=== Begin Enclosure ===
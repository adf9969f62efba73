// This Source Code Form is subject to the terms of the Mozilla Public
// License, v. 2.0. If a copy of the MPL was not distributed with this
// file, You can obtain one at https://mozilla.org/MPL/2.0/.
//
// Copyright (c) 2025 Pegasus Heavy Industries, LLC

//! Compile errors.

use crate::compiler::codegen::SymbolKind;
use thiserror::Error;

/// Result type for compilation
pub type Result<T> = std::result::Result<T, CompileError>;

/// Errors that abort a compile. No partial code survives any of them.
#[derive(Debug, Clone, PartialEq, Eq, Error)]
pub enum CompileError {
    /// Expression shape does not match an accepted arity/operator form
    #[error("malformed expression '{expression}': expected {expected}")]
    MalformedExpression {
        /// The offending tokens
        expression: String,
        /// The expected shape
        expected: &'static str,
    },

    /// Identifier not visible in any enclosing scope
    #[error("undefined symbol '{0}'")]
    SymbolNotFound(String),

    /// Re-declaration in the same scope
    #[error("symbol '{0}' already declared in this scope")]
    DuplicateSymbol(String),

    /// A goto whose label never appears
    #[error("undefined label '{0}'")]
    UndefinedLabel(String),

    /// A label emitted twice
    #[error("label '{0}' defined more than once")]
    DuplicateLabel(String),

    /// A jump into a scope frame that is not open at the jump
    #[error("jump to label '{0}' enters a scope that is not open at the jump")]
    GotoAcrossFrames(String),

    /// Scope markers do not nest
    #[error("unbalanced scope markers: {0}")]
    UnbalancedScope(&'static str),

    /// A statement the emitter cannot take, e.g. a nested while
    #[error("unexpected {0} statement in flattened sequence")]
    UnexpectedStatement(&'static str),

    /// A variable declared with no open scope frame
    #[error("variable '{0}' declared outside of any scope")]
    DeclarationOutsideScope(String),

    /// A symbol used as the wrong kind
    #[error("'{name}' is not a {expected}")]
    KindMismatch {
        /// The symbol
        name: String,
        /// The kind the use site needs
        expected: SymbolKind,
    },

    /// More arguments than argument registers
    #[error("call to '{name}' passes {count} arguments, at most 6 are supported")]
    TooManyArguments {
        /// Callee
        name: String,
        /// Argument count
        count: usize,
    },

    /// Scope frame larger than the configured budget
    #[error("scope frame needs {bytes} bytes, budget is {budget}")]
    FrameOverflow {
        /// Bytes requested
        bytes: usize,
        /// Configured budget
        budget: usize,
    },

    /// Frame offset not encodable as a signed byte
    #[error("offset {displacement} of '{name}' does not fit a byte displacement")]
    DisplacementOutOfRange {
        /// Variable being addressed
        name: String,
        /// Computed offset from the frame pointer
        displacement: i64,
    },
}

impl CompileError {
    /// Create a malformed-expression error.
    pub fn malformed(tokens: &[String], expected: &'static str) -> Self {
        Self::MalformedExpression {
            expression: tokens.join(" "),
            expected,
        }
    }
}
=== End Enclosure ===
• Assignment:
Where a line contains the word "Self", copy that line from the listing above.

• Reply:
    pub fn malformed(tokens: &[String], expected: &'static str) -> Self {
        Self::MalformedExpression {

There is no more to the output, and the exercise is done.